Home Improvement Asked by weccleston on May 8, 2021

I was messing around in the attic evaluating our wiring and found that we have a couple of lighting circuits that, at their extreme ends, employ a bit of 14/2 wire, greater than 50 feet from the panel box.

In some cases it’s the switch legs only, and in others the final branch supplying a light AND its switch leg. The majority of the circuit consists of 12/2 wire and the breaker is 15A. I don’t think anything ends up much over 60 feet from the panel unless you count both the hot send AND return from the switches. In which case there is at least one that ends up about 65 feet altogether from the panel.

I was thinking perhaps the fact that the majority of the circuit is 12/2 means the voltage drop will be negligible. True?

Appreciate anyone providing a more educated opinion.

2 Answers

15A breaker, 14/2 is fine. Likely would be fine the whole way, but 12/2 is also fine, perhaps someone was overly concerned with voltage drop. Voltage drop is much less of an issue if you are using modern lightbulbs that draw much less power. If you love paying the power company to run your big-ol incandescent bulbs, voltage drop would be SLIGHTLY less with 12Ga than with 14Ga over that sort of distance.

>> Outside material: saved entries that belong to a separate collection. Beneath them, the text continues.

//! Per-player color assignment for the overlay.
//!
//! Colors are handed out from a fixed palette in join order and stay
//! stable for the life of a session. The allocator is owned by whoever
//! renders players; nothing here is process-global.

use std::collections::HashMap;

use serde::Serialize;

use crate::snapshot::PostKind;

/// 8-bit RGBA color.
#[derive(Debug, Clone, Copy, PartialEq, Eq, Serialize)]
pub struct Rgba {
    pub r: u8,
    pub g: u8,
    pub b: u8,
    pub a: u8,
}

impl Rgba {
    pub const fn new(r: u8, g: u8, b: u8) -> Self {
        Self { r, g, b, a: 255 }
    }
}

/// Palette cycled through for players.
pub const PLAYER_PALETTE: [Rgba; 4] = [
    Rgba::new(150, 30, 30),
    Rgba::new(30, 150, 30),
    Rgba::new(30, 30, 150),
    Rgba::new(150, 150, 30),
];

/// Label colors per post kind.
const POST_COLORS: [Rgba; 3] = [
    Rgba::new(210, 145, 20),
    Rgba::new(210, 250, 180),
    Rgba::new(180, 210, 250),
];

pub fn post_color(kind: PostKind) -> Rgba {
    POST_COLORS[(kind.code() - 1) as usize]
}

/// Session-scoped allocator of stable per-player colors.
#[derive(Debug, Default)]
pub struct PlayerColorAllocator {
    assigned: HashMap<String, Rgba>,
    next: usize,
}

impl PlayerColorAllocator {
    pub fn new() -> Self {
        Self::default()
    }

    /// The player's color, assigning the next palette entry on first
    /// sight.
    pub fn color_of(&mut self, player: &str) -> Rgba {
        if let Some(color) = self.assigned.get(player) {
            return *color;
        }
        let color = PLAYER_PALETTE[self.next % PLAYER_PALETTE.len()];
        self.next += 1;
        self.assigned.insert(player.to_string(), color);
        color
    }
}

#[cfg(test)]
mod tests {
    use super::*;

    #[test]
    fn colors_are_stable_per_player() {
        let mut alloc = PlayerColorAllocator::new();
        let a = alloc.color_of("p1");
        let b = alloc.color_of("p2");
        assert_ne!(a, b);
        assert_eq!(alloc.color_of("p1"), a);
        assert_eq!(alloc.color_of("p2"), b);
    }

    #[test]
    fn palette_wraps_after_exhaustion() {
        let mut alloc = PlayerColorAllocator::new();
        for i in 0..PLAYER_PALETTE.len() {
            alloc.color_of(&format!("p{i}"));
        }
        assert_eq!(alloc.color_of("extra"), PLAYER_PALETTE[0]);
    }

    #[test]
    fn post_colors_follow_kind() {
        assert_eq!(post_color(PostKind::City), POST_COLORS[0]);
        assert_eq!(post_color(PostKind::MilitaryStorage), POST_COLORS[2]);
    }
}
//! ML model inference components

pub mod aggregator;
pub mod autoencoder;
pub mod classifier;
pub mod loader;
pub mod scoring;

pub use aggregator::ResultAggregator;
pub use autoencoder::AnomalyScorer;
pub use classifier::{ClassifyStats, ImageClassifier};
pub use loader::{ModelLoader, ModelProvider};
pub use scoring::{OnnxModel, ScoringModel};
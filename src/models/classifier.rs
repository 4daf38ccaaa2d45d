//! CNN classification over the synthesized image artifacts

use crate::error::{PipelineError, Result};
use crate::imaging::artifact_order;
use crate::models::scoring::ScoringModel;
use crate::types::report::ClassificationResult;
use image::imageops::{self, FilterType};
use ndarray::{stack, Array3, ArrayView1, ArrayView3, Axis, Ix2};
use std::fs;
use std::path::{Path, PathBuf};
use tracing::{info, warn};

/// Side length the classifier expects
pub const IMAGE_SIZE: u32 = 64;
/// Color channels per image
pub const CHANNELS: usize = 3;
/// Number of traffic classes the classifier was trained on
pub const NUM_CLASSES: usize = 4;

/// List the `.png` files in `dir`, ordered by row index.
pub fn discover_images(dir: &Path) -> Result<Vec<PathBuf>> {
    let entries = fs::read_dir(dir)
        .map_err(|e| PipelineError::artifact(dir, format!("cannot list directory: {e}")))?;

    let mut names = Vec::new();
    for entry in entries {
        let entry = entry.map_err(|e| PipelineError::artifact(dir, e))?;
        let name = entry.file_name().to_string_lossy().into_owned();
        if name.ends_with(".png") && entry.path().is_file() {
            names.push(name);
        }
    }

    names.sort_by(|a, b| artifact_order(a, b));
    Ok(names.into_iter().map(|name| dir.join(name)).collect())
}

/// Decode an image into a `(3, 64, 64)` tensor with values in [0, 1].
///
/// Any decodable image is accepted; it is converted to RGB and resized
/// bilinearly.
pub fn load_tensor(path: &Path) -> Result<Array3<f32>> {
    let rgb = image::open(path)
        .map_err(|e| PipelineError::artifact(path, e))?
        .to_rgb8();
    let resized = imageops::resize(&rgb, IMAGE_SIZE, IMAGE_SIZE, FilterType::Triangle);
    let side = IMAGE_SIZE as usize;

    Ok(Array3::from_shape_fn((CHANNELS, side, side), |(c, y, x)| {
        f32::from(resized.get_pixel(x as u32, y as u32)[c]) / 255.0
    }))
}

/// Index of the largest logit. Ties go to the first; a NaN beats everything.
pub fn argmax(logits: ArrayView1<'_, f32>) -> Option<usize> {
    let mut best: Option<(usize, f32)> = None;
    for (idx, &value) in logits.iter().enumerate() {
        if value.is_nan() {
            return Some(idx);
        }
        match best {
            Some((_, top)) if value <= top => {}
            _ => best = Some((idx, value)),
        }
    }
    best.map(|(idx, _)| idx)
}

/// Counts from one classification pass
#[derive(Debug, Clone, Copy, Default, PartialEq, Eq)]
pub struct ClassifyStats {
    pub classified: usize,
    pub failed: usize,
}

/// Runs the CNN over every image in a directory.
pub struct ImageClassifier {
    batch_size: usize,
}

impl ImageClassifier {
    pub fn new(batch_size: usize) -> Self {
        Self {
            batch_size: batch_size.max(1),
        }
    }

    /// Predict a class for each image in `image_dir`.
    ///
    /// An image that cannot be decoded or scored is logged and left out of
    /// the result; the pass itself only fails if the directory is unreadable.
    pub fn classify_all(
        &self,
        model: &mut dyn ScoringModel,
        image_dir: &Path,
    ) -> Result<(ClassificationResult, ClassifyStats)> {
        let paths = discover_images(image_dir)?;
        let total = paths.len();
        let batch_count = total.div_ceil(self.batch_size);
        info!(images = total, "Running CNN inference");

        let mut predictions = ClassificationResult::new();
        let mut stats = ClassifyStats::default();

        for (batch_idx, chunk) in paths.chunks(self.batch_size).enumerate() {
            info!(
                batch = batch_idx + 1,
                batches = batch_count,
                "Processing CNN batch"
            );

            let mut names = Vec::with_capacity(chunk.len());
            let mut tensors = Vec::with_capacity(chunk.len());
            for path in chunk {
                match load_tensor(path) {
                    Ok(tensor) => {
                        names.push(file_name(path));
                        tensors.push(tensor);
                    }
                    Err(e) => {
                        warn!(path = %path.display(), error = %e, "Error processing image");
                        stats.failed += 1;
                    }
                }
            }

            if tensors.is_empty() {
                continue;
            }

            match self.predict_batch(model, &tensors) {
                Ok(classes) => {
                    for (name, class_id) in names.into_iter().zip(classes) {
                        predictions.insert(name, class_id);
                        stats.classified += 1;
                    }
                }
                Err(e) => {
                    warn!(error = %e, "Batched CNN call failed, classifying images one by one");
                    for (name, tensor) in names.into_iter().zip(&tensors) {
                        match self.predict_batch(model, std::slice::from_ref(tensor)) {
                            Ok(classes) if classes.len() == 1 => {
                                predictions.insert(name, classes[0]);
                                stats.classified += 1;
                            }
                            Ok(_) => {
                                warn!(image = %name, "CNN returned no prediction");
                                stats.failed += 1;
                            }
                            Err(e) => {
                                warn!(image = %name, error = %e, "Error processing image");
                                stats.failed += 1;
                            }
                        }
                    }
                }
            }
        }

        info!(
            classified = stats.classified,
            failed = stats.failed,
            "CNN inference complete"
        );
        Ok((predictions, stats))
    }

    fn predict_batch(&self, model: &mut dyn ScoringModel, tensors: &[Array3<f32>]) -> Result<Vec<u8>> {
        let views: Vec<ArrayView3<'_, f32>> = tensors.iter().map(|t| t.view()).collect();
        let batch = stack(Axis(0), &views).map_err(|e| PipelineError::inference("cnn", e))?;

        let logits = model
            .run(batch.view().into_dyn())?
            .into_dimensionality::<Ix2>()
            .map_err(|e| PipelineError::inference("cnn", e))?;

        if logits.nrows() != tensors.len() {
            return Err(PipelineError::inference(
                "cnn",
                format!("{} logit rows for {} images", logits.nrows(), tensors.len()),
            ));
        }
        if logits.ncols() != NUM_CLASSES {
            return Err(PipelineError::inference(
                "cnn",
                format!("expected {NUM_CLASSES} logits per image, got {}", logits.ncols()),
            ));
        }

        logits
            .rows()
            .into_iter()
            .map(|row| {
                let idx = argmax(row)
                    .ok_or_else(|| PipelineError::inference("cnn", "empty logit row"))?;
                u8::try_from(idx)
                    .map_err(|_| PipelineError::inference("cnn", format!("class index {idx}")))
            })
            .collect()
    }
}

fn file_name(path: &Path) -> String {
    path.file_name()
        .map(|n| n.to_string_lossy().into_owned())
        .unwrap_or_default()
}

So, if you had 1,440W of lights (12A, as much as you should have on a 15A lighting circuit since lights are a continuous load) all at the far end of one 65 foot cable, in the 14Ga case you have 115.9 Volts and in the 12Ga case you have 117.4 Volts, assuming you started with 120V at the breaker. A volt and a half difference - pretty much irrelevant.

In the actual case you probably have of smaller lighting loads supplied by different cables carrying less current, the differences would be even less.

Correct answer by Ecnerwal on May 8, 2021

I suspect a bit of the opposite:

  • Original wiring - with the last piece not installed yet was 12/2 on a 20A breaker.
  • At some point, someone added the last piece and used 14/2 wire. At that point they had to replace the 20A breaker with a 15A breaker.

Also possible that they did not replace the breaker, and a later inspection revealed the problem and rather than replace the 14/2 wire with 12/2, they replaced the breaker.

Either way, the result is perfectly safe. With modern LED lighting, you can light up a whole house with just a few amps, so a 15A circuit is just fine.